Cuando las hormigas capturan a ejemplares en estados muy tempranos de desarrollo, en forma de larvas o pupas las trasladan a su colonia y, una vez se convierten en hormigas obreras, empiezan a trabajar para sus dueñas.
Por Juan Ignacio Pérez Iglesias
Presidente del Comité Asesor de The Conversation España. Catedrático de Fisiología, Universidad del País Vasco / Euskal Herriko Unibertsitatea
Madrid, 23 de agosto (The Conversation).- Las llamamos, con toda propiedad, esclavistas. Las esclavas no son de su misma especie, sino de otra muy próxima desde el punto de vista biológico. Esclavizan a sus parientes genéticos, por así decir. Son las llamadas “hormigas esclavistas”.

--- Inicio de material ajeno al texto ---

//! Serializable full-state snapshot.
//!
//! The storage backend only ever holds a serialized snapshot, never the
//! ledger's live objects.

use ferrochain_core::{Address, Block, RecordedTransaction};
use serde::{Deserialize, Serialize};
use std::collections::HashMap;

/// The ledger's full state: blocks, balances, transactions, and nonces.
#[derive(Debug, Clone, Default, PartialEq, Serialize, Deserialize)]
pub struct LedgerSnapshot {
    pub blocks: Vec<Block>,
    pub balances: HashMap<Address, u64>,
    pub transactions: Vec<RecordedTransaction>,
    pub nonces: HashMap<Address, u64>,
}

impl LedgerSnapshot {
    /// A snapshot with no blocks; restoring it initializes a fresh genesis.
    pub fn is_empty(&self) -> bool {
        self.blocks.is_empty()
    }
}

Algunas hormigas esclavistas capturan obreras de la especie a la que esclavizan y las llevan a su colonia para que trabajen para ellas: atienden a sus crías, les ayudan a defenderse, buscan alimento para ellas y mantienen limpias las colonias.
Lo más frecuente es que capturen los ejemplares en estados muy tempranos de desarrollo, en forma de larvas o pupas. Las llevan a su colonia y, una vez se convierten en hormigas obreras, empiezan a trabajar para sus dueñas. Pero en algunas especies capturan trabajadoras adultas.
ESCLAVAS ALIMENTARIAS
La emergencia de la eusocialidad en las hormigas –el desarrollo de sociedades complejas, con castas de individuos que desempeñan diferentes tareas (trabajo, reproducción, defensa) y que cooperan para mantener una colonia y sacar adelante a la prole–, vino acompañado por una multiplicación de los genes que codifican las moléculas quimiorreceptoras, tanto del olor como del sabor. La prueba de esto es la gran importancia que tiene la comunicación química en estas especies.
Por eso, tiene especial interés el hecho de que las obreras de hormigas esclavistas sean capaces de reproducirse. Podría decirse que han recuperado ese rasgo, lo que se atribuye a la pérdida de la capacidad para percibir y responder a las feromonas de la hormiga reina que inhiben la actividad reproductora.
En un estudio reciente han secuenciado el genoma de ocho especies de hormigas, tres parásitas, sus tres especies parasitadas y dos especies no parasitadas, para averiguar si en esas tres especies parásitas se habían perdido quimiorreceptores.
Encontraron que las especies parásitas tenían la mitad de los receptores del gusto que las otras cinco especies y tres cuartas partes de los del olfato. En otras palabras, en esas especies se ha perdido la capacidad gustativa en un 50 % y la olfativa en un 25 por ciento. Son capaces, por tanto, de identificar por esas vías muchas menos sustancias que las que identifican las parasitadas y las dos que no son ni parásitas ni parasitadas.
La pérdida de los receptores gustativos se atribuye a que esas especies ya no buscan alimento, porque lo hacen por ellas –y a sus órdenes– las parasitadas y, por lo tanto, no necesitan recibir y decodificar tanta información por esa vía. La desaparición de receptores olfativos se atribuye, en parte al menos, a la pérdida o atenuación de la condición eusocial en esas especies.
UNAS HORMIGAS MENOS SOCIALES
Es perfectamente lógico que, de la misma forma que la eusocialidad vino acompañada por una multiplicación de los quimiorreceptores, la pérdida de parte de estos conlleve igualmente una atenuación de esa condición tan especial.
Muchos de los genes del olfato perdidos por las especies parásitas son comunes a las tres estudiadas. Se trata, por lo tanto, de lo que los biólogos denominamos una convergencia, pues la pérdida de los genes en cuestión se ha producido de forma independiente en esas especies.
Dado que es muy improbable que tales cosas ocurran por casualidad, la consecuencia que se extrae es que se trata de una pérdida ventajosa, una de la que decimos que es de alto valor adaptativo, probablemente porque producirlos y mantenerlos conlleva un coste que no se ve compensado por una ganancia equivalente.
La metáfora resulta sugerente: en las hormigas, la adopción del esclavismo conlleva la atenuación o pérdida de la eusocialidad y de las capacidades sensoriales que la posibilitan. La evolución no sigue ninguna flecha temporal; la historia humana, seguramente, tampoco.